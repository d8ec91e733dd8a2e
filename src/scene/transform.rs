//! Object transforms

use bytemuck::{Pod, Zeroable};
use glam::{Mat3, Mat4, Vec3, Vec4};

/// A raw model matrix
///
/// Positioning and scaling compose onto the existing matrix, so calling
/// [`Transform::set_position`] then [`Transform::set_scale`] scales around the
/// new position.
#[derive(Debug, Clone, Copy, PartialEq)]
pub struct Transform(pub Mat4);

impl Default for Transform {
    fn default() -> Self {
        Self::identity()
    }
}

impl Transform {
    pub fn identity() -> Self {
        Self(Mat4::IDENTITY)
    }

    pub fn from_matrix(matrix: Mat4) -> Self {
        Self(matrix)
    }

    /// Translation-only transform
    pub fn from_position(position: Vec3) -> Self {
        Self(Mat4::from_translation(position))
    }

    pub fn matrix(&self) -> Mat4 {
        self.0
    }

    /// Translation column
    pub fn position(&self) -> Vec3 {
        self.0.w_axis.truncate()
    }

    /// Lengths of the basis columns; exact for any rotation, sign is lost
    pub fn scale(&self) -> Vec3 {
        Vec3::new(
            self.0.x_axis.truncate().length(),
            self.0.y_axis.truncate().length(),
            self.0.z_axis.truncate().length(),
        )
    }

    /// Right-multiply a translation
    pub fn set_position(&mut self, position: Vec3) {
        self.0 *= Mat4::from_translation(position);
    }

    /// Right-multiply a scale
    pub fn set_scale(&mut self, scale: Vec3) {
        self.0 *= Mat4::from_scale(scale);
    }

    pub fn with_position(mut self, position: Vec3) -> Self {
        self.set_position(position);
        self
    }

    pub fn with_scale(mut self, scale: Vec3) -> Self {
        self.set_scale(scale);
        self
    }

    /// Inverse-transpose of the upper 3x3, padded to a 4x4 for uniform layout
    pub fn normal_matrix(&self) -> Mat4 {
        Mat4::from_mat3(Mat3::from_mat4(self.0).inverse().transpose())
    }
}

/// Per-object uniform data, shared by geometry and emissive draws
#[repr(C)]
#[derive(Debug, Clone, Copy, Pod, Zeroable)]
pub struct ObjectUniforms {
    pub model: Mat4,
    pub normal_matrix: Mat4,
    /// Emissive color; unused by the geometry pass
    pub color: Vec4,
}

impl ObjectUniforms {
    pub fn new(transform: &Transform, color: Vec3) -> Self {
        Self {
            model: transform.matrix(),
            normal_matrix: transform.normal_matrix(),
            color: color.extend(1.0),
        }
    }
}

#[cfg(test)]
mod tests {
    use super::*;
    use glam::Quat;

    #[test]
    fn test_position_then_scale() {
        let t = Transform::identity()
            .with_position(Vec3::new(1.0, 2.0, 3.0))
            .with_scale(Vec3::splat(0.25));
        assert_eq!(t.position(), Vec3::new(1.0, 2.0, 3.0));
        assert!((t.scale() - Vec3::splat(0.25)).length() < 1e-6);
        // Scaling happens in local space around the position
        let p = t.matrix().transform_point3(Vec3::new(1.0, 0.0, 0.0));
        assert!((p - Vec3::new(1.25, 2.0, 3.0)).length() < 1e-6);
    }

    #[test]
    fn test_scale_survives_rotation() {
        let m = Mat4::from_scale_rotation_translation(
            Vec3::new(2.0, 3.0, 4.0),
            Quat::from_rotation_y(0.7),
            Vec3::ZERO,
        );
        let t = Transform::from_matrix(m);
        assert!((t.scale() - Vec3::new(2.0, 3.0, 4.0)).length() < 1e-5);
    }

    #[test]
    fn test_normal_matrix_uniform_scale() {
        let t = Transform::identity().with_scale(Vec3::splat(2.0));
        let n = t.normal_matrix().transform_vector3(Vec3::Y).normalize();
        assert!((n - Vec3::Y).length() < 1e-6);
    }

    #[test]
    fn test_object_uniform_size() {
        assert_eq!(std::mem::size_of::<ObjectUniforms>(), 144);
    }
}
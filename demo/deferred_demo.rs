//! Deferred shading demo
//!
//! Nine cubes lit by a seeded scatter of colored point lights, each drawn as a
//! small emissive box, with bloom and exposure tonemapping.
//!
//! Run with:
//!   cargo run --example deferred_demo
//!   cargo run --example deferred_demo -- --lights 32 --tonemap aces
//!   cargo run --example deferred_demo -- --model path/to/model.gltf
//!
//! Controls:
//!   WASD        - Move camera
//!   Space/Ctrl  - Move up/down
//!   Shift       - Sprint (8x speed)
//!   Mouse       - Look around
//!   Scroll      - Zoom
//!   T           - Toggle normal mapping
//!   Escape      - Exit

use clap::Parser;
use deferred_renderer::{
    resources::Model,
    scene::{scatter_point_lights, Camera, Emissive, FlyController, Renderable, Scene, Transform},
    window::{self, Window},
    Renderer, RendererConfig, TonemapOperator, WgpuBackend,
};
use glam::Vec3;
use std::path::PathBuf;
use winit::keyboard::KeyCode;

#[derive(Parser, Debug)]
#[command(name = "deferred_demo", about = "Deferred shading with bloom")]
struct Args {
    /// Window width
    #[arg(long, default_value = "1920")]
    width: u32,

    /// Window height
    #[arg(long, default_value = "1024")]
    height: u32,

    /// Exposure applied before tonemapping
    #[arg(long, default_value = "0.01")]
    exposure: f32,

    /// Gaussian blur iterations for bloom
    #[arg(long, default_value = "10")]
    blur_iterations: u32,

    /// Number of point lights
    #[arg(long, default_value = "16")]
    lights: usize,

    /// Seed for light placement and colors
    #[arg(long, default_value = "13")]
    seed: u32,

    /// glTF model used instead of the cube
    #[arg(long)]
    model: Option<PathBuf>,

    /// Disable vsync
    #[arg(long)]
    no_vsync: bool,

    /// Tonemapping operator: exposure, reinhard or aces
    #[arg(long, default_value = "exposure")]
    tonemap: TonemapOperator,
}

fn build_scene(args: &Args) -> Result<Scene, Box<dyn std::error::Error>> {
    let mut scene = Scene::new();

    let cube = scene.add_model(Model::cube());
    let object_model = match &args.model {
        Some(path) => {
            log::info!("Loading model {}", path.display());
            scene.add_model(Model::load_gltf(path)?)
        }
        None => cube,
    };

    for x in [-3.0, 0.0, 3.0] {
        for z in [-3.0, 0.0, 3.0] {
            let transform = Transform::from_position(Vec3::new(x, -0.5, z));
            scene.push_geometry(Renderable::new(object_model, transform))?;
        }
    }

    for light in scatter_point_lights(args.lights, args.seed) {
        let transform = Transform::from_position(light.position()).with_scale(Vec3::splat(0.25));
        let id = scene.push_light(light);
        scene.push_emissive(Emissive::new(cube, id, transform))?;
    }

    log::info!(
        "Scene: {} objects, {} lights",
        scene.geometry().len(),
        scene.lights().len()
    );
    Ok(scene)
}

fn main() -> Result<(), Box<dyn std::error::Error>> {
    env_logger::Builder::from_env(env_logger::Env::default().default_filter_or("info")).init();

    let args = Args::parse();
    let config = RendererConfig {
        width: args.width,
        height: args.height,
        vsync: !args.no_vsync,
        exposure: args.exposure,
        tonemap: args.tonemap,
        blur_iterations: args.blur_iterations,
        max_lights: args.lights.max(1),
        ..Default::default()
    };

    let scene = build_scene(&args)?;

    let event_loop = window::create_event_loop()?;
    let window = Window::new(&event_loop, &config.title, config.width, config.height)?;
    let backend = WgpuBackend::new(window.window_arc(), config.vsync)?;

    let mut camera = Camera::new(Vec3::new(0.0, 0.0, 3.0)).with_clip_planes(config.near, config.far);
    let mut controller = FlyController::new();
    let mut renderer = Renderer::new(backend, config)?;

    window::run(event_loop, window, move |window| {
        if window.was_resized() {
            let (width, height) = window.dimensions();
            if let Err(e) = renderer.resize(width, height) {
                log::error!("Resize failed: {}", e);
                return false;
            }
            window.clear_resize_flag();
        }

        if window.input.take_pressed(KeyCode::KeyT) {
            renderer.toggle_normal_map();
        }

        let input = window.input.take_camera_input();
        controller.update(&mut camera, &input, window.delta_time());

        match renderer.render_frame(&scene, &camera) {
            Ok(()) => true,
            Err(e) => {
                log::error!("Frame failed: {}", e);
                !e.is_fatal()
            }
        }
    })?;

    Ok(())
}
━━━
PROBLEM STATEMENT: Print exactly the stretch of lines beginning with the one that holds "controller.update(&mut camera, &input, window.delta_time());" and ending at the last line above.

EXERCISE SOLUTION:
        controller.update(&mut camera, &input, window.delta_time());

        match renderer.render_frame(&scene, &camera) {
            Ok(()) => true,
            Err(e) => {
                log::error!("Frame failed: {}", e);
                !e.is_fatal()
            }
        }
    })?;

    Ok(())
}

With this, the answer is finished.